6 Best Sights in Moab and Southeastern Utah, Utah

Bears Ears National Monument

Fodor's choice

Named for its striking pair of massive buttes, Bears Ears National Monument stretches across more than a million acres of land sacred to several Native American tribes. Countless archaeological sites and artifacts dot this remote landscape, including cliff dwellings, petroglyphs, pictographs, and a prehistoric road system. The scenery is awe-inspiring, too, with remote canyons, vast grasslands, and the kind of towering red-rock formations southern Utah is famous for. Opportunities abound here to hike, rock climb, river raft, and embark on scenic drives, and visitor information is available at both the U.S. Bureau of Land Management and U.S. Forest Service offices in Monticello. Because of the long history that surrounds you in Bears Ears, being especially respectful of your surroundings is a must. In Bluff, the Bears Ears Education Center offers further guidance on how to explore such a culturally important area. 

While entering the monument is free, permits and passes are required in the Shash Jáa Special Recreation Management Area and the Cedar Mesa Special Recreation Management Area. Depending on the time of year, these can be purchased at trailheads or at  www.recreation.gov. The hike to Moon House, an Ancestral Puebloan dwelling, is so popular that only 20 hikers are allowed per day and a separate permit is required.

Monument Valley Navajo Tribal Park

Fodor's choice
Monument Valley Navajo Tribal Park
Guoqiang Xue / Shutterstock

For the most breathtaking (and recognizable) views of the iconic West, this is the place. The soaring red buttes, eroded mesas, deep canyons, and naturally sculpted rock formations found here are an easy 21-mile drive south of Mexican Hat on U.S. 163 across Navajo land. Monument Valley is a small part of the more-than-7-million acre Navajo Reservation and is sacred to the Navajo Nation, or Diné (pronounced din-eh, which means "the people"), as they refer to themselves.
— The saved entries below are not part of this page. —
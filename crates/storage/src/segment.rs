//! Separator-aware path components.

use crate::error::{ErrorKind, Result};
use std::fmt::{Display, Formatter, Result as FmtResult};
use std::path::PathBuf;

/// The canonical delimiter between path segments.
pub const PATH_DELIMITER: char = '/';

/// Delimiters recognized when splitting a raw path. Only
/// [`PATH_DELIMITER`] is ever written back out.
const DELIMITERS: [char; 2] = [PATH_DELIMITER, '\\'];

/// One component of a path: its name plus the delimiter that preceded it.
///
/// Equality and ordering are case-sensitive and ordinal over
/// `(separator, name)`, separator first, so sorted segments follow the order
/// a hierarchical walk visits them.
///
/// # Examples
///
/// ```
/// use cdnget_storage::{PATH_DELIMITER, PathSegment};
///
/// let root = PathSegment::empty_root();
/// assert_eq!(root.separator(), PATH_DELIMITER);
/// assert!(root.name().is_empty());
///
/// let segment = PathSegment::named("  lodash ").unwrap();
/// assert_eq!(segment.name(), "lodash");
/// assert!(PathSegment::named("   ").is_err());
/// ```
#[derive(Debug, Clone, PartialEq, Eq, Hash, PartialOrd, Ord)]
pub struct PathSegment {
    separator: char,
    name: String,
}
impl PathSegment {
    /// The implicit root: canonical delimiter, empty name.
    pub fn empty_root() -> Self {
        Self {
            separator: PATH_DELIMITER,
            name: String::new(),
        }
    }

    /// Build a segment from a raw name, trimming surrounding whitespace.
    ///
    /// Without an explicit separator the canonical delimiter is used and the
    /// trimmed name must be non-empty. Names that could walk the tree (`.`,
    /// `..`) or carry a delimiter or NUL byte are always rejected.
    pub fn new(separator: Option<char>, name: impl AsRef<str>) -> Result<Self> {
        let raw = name.as_ref();
        let name = raw.trim();
        let invalid = matches!(name, "." | "..") || name.contains(DELIMITERS) || name.contains('\0');
        if invalid || (separator.is_none() && name.is_empty()) {
            exn::bail!(ErrorKind::InvalidSegment(raw.to_string()));
        }
        Ok(Self {
            separator: separator.unwrap_or(PATH_DELIMITER),
            name: name.to_string(),
        })
    }

    /// A segment with the canonical delimiter and a required name.
    pub fn named(name: impl AsRef<str>) -> Result<Self> {
        Self::new(None, name)
    }

    pub fn separator(&self) -> char {
        self.separator
    }

    pub fn name(&self) -> &str {
        &self.name
    }

    pub fn is_root(&self) -> bool {
        self.name.is_empty()
    }

    /// Split a raw path on `/` or `\` into named segments.
    ///
    /// Each segment records the delimiter in front of it; the first segment
    /// gets the canonical delimiter unless the path itself starts with one.
    /// Empty and whitespace-only components are skipped.
    pub fn split(path: &str) -> Result<Vec<Self>> {
        let mut segments = Vec::new();
        let mut separator = PATH_DELIMITER;
        let mut rest = path;
        loop {
            let (component, next) = match rest.find(DELIMITERS) {
                Some(index) => {
                    let delimiter = rest[index..].chars().next().unwrap_or(PATH_DELIMITER);
                    (&rest[..index], Some((delimiter, &rest[index + delimiter.len_utf8()..])))
                },
                None => (rest, None),
            };
            if !component.trim().is_empty() {
                segments.push(Self::new(Some(separator), component)?);
            }
            match next {
                Some((delimiter, remainder)) => {
                    separator = delimiter;
                    rest = remainder;
                },
                None => break,
            }
        }
        Ok(segments)
    }

    /// Join named segments into a relative path, writing the canonical
    /// delimiter between them. Root segments contribute nothing.
    pub fn join<'a>(segments: impl IntoIterator<Item = &'a PathSegment>) -> PathBuf {
        segments.into_iter().filter(|segment| !segment.is_root()).map(|segment| segment.name.as_str()).collect()
    }
}
impl Display for PathSegment {
    fn fmt(&self, f: &mut Formatter<'_>) -> FmtResult {
        write!(f, "{}{}", self.separator, self.name)
    }
}

#[cfg(test)]
mod tests {
    use super::*;
    use rstest::rstest;
    use std::path::Path;

    #[test]
    fn test_explicit_separator_allows_empty_name() {
        let segment = PathSegment::new(Some('\\'), " ").unwrap();
        assert!(segment.is_root());
        assert_eq!(segment.separator(), '\\');
    }

    #[rstest]
    #[case("")]
    #[case("  ")]
    #[case(".")]
    #[case("..")]
    #[case("a/b")]
    #[case("a\\b")]
    #[case("a\0")]
    fn test_invalid_names(#[case] name: &str) {
        let err = PathSegment::named(name).unwrap_err();
        assert!(matches!(&*err, ErrorKind::InvalidSegment(_)));
    }

    #[test]
    fn test_ordering_is_case_sensitive_and_separator_first() {
        let upper = PathSegment::named("Lodash").unwrap();
        let lower = PathSegment::named("lodash").unwrap();
        assert_ne!(upper, lower);
        assert!(upper < lower);
        let backslash = PathSegment::new(Some('\\'), "a").unwrap();
        let slash = PathSegment::new(Some('/'), "z").unwrap();
        // '/' (0x2F) sorts before '\' (0x5C) regardless of name.
        assert!(slash < backslash);
        assert!(PathSegment::empty_root() < PathSegment::named("a").unwrap());
    }

    #[test]
    fn test_split_records_separators() {
        let segments = PathSegment::split("@angular\\core//16.0.0").unwrap();
        let rendered: Vec<String> = segments.iter().map(ToString::to_string).collect();
        assert_eq!(rendered, ["/@angular", "\\core", "/16.0.0"]);
    }

    #[test]
    fn test_split_trims_and_skips_empty() {
        let segments = PathSegment::split(" lodash / 4.17.21 /").unwrap();
        let names: Vec<&str> = segments.iter().map(PathSegment::name).collect();
        assert_eq!(names, ["lodash", "4.17.21"]);
    }

    #[test]
    fn test_split_rejects_traversal() {
        assert!(PathSegment::split("lodash/../../etc").is_err());
    }

    #[test]
    fn test_join() {
        let mut segments = vec![PathSegment::empty_root()];
        segments.extend(PathSegment::split("a\\b/c").unwrap());
        assert_eq!(PathSegment::join(&segments), Path::new("a/b/c"));
    }
}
For generations, the Navajo have grown crops and herded sheep in Monument Valley, considered to be one of the most scenic and mesmerizing destinations in the Navajo Nation. Director John Ford made this fantasy land of buttes, towering rock formations, and mesas popular when he filmed Stagecoach here in 1938.

The 90,000-acre Monument Valley Navajo Tribal Park lies within Monument Valley. A 17-mile self-guided driving tour on a dirt road (there's only one road, so you can't get lost) passes the memorable Mittens and Totem Pole formations, among others. Drive slowly, and be sure to walk (15 minutes round-trip) from North Window around the end of Cly Butte for the views. Call ahead for road conditions in winter. The Monument Valley visitor center has a small crafts shop and exhibits devoted to ancient and modern Native American history. Most of the independent guided tours here use enclosed vans and you will usually be approached in the parking lot; you can find about a dozen approved Navajo Native American guides in the center. They will escort you to places you are not allowed to visit on your own. This surreal landscape constantly changes with the rising and setting sun.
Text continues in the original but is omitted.